Problem description →
Scan the records for the string "Clone" and copy every line that holds it.

··· Records to process

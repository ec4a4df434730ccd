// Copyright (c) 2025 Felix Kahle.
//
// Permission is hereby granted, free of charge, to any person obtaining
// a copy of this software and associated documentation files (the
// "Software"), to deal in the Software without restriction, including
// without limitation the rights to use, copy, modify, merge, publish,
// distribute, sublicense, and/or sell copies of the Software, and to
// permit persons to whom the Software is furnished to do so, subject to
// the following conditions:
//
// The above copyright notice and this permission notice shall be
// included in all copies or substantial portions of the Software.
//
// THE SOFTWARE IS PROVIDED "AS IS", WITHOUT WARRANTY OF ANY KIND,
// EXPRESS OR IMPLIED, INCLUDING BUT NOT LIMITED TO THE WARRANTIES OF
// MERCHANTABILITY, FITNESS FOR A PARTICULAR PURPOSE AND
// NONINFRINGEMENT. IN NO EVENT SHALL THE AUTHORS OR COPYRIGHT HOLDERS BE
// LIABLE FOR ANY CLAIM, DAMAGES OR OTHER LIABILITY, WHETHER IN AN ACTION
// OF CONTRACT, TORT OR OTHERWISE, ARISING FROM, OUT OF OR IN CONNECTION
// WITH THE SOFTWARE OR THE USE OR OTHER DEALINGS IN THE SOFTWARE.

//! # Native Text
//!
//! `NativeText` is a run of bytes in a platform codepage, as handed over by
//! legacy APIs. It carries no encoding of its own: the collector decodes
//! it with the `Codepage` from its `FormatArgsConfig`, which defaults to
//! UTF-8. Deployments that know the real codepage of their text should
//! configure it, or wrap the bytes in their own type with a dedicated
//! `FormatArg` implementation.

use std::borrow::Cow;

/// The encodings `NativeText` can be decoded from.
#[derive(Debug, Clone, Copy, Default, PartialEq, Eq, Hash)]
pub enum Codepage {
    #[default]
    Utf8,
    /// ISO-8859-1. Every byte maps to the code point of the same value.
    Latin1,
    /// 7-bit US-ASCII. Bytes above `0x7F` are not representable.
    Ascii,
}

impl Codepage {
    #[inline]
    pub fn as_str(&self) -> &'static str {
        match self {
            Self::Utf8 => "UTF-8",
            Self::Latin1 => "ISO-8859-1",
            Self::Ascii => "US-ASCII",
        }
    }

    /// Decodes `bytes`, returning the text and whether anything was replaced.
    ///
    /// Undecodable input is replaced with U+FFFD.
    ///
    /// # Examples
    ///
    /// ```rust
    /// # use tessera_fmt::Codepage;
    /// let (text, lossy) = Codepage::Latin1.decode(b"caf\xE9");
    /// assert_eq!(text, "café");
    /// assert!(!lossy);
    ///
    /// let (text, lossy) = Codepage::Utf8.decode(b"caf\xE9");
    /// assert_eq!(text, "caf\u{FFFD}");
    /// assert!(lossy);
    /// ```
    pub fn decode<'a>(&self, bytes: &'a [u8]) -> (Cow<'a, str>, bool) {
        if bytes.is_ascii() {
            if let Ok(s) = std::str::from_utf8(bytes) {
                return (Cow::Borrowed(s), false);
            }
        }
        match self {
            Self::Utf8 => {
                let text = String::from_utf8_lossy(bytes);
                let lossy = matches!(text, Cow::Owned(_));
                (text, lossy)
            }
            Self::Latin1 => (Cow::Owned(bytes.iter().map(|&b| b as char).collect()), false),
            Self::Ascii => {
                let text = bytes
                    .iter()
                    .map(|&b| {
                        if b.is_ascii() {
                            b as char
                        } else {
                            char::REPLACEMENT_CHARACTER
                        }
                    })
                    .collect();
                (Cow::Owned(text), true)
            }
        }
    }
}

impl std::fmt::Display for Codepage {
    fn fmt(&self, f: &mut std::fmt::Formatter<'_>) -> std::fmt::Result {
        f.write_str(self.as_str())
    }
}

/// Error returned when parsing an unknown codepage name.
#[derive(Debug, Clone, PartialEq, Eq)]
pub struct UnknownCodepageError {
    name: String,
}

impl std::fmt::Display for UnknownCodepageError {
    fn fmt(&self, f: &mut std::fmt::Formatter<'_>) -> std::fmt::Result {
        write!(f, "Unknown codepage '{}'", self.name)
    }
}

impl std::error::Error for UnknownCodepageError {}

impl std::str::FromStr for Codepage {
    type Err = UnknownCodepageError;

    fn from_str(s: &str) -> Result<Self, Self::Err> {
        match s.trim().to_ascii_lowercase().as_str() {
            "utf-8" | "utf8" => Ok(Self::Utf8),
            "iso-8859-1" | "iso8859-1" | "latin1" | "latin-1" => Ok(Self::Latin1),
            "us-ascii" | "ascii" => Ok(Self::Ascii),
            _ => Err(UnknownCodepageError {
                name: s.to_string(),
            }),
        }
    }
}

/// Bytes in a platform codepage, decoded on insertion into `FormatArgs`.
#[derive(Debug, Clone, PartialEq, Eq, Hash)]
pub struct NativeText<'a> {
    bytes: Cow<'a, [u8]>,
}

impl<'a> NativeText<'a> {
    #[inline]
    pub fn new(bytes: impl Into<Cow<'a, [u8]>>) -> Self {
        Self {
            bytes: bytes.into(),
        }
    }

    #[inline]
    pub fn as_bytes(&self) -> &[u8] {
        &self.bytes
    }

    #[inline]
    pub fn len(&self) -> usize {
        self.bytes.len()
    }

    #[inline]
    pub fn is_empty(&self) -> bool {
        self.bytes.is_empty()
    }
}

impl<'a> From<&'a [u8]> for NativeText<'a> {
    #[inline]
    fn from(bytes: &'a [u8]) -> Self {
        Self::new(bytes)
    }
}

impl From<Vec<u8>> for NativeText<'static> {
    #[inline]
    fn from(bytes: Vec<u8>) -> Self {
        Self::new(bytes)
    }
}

······

Result of the exercise →
#[derive(Debug, Clone, Copy, Default, PartialEq, Eq, Hash)]
#[derive(Debug, Clone, PartialEq, Eq)]
#[derive(Debug, Clone, PartialEq, Eq, Hash)]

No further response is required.